[Saved entries]
===============
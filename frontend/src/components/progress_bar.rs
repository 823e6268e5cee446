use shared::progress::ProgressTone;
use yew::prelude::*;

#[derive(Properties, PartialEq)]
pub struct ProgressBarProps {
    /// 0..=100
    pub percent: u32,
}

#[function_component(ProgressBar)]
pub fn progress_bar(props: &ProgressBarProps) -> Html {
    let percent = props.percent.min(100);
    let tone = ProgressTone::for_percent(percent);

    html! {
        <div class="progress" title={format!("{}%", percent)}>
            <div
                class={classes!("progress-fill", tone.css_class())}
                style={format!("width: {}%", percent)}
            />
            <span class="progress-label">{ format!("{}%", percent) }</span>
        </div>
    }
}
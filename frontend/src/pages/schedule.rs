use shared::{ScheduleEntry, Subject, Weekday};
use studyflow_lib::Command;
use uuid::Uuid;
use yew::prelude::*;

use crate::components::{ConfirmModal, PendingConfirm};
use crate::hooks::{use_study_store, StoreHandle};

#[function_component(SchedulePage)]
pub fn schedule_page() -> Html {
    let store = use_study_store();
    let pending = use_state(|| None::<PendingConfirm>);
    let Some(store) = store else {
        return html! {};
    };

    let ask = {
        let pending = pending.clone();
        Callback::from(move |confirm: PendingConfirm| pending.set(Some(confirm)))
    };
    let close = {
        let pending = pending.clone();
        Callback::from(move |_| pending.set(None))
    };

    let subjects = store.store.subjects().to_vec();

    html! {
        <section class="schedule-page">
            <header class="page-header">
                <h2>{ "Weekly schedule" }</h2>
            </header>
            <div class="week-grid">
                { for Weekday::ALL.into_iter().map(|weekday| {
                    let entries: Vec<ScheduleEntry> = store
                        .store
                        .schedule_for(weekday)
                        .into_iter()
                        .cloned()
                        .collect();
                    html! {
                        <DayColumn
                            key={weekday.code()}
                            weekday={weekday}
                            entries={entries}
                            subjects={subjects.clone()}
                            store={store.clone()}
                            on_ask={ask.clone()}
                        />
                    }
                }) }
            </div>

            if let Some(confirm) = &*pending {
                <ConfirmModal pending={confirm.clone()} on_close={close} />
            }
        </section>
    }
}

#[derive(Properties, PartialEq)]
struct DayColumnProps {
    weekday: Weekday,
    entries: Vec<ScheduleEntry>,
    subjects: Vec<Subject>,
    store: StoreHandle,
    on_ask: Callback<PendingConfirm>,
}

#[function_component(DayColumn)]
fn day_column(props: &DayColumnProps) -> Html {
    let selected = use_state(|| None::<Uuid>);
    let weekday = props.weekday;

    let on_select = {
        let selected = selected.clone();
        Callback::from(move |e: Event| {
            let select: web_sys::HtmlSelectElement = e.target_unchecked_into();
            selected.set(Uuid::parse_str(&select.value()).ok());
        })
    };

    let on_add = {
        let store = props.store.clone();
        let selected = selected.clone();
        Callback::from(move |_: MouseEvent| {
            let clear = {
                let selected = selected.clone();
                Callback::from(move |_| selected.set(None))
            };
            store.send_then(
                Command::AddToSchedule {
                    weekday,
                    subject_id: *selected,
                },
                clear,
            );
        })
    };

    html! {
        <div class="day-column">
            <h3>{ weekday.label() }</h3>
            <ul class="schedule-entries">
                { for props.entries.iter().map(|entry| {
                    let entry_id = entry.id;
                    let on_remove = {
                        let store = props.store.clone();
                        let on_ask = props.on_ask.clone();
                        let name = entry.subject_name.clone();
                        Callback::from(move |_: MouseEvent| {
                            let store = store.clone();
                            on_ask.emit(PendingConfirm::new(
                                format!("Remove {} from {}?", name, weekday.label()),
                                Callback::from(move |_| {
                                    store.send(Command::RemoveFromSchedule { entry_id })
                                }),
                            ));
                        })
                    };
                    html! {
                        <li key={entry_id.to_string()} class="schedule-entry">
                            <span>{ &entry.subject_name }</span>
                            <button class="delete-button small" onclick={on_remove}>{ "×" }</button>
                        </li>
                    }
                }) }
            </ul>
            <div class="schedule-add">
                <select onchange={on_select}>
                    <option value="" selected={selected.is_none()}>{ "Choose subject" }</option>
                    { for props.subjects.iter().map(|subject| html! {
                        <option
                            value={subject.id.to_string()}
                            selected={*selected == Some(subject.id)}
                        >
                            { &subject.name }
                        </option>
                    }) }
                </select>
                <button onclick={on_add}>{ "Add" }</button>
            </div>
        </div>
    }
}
===============
Lines holding the string "ProgressBarProps" in the records above must be counted; give the number alone.

2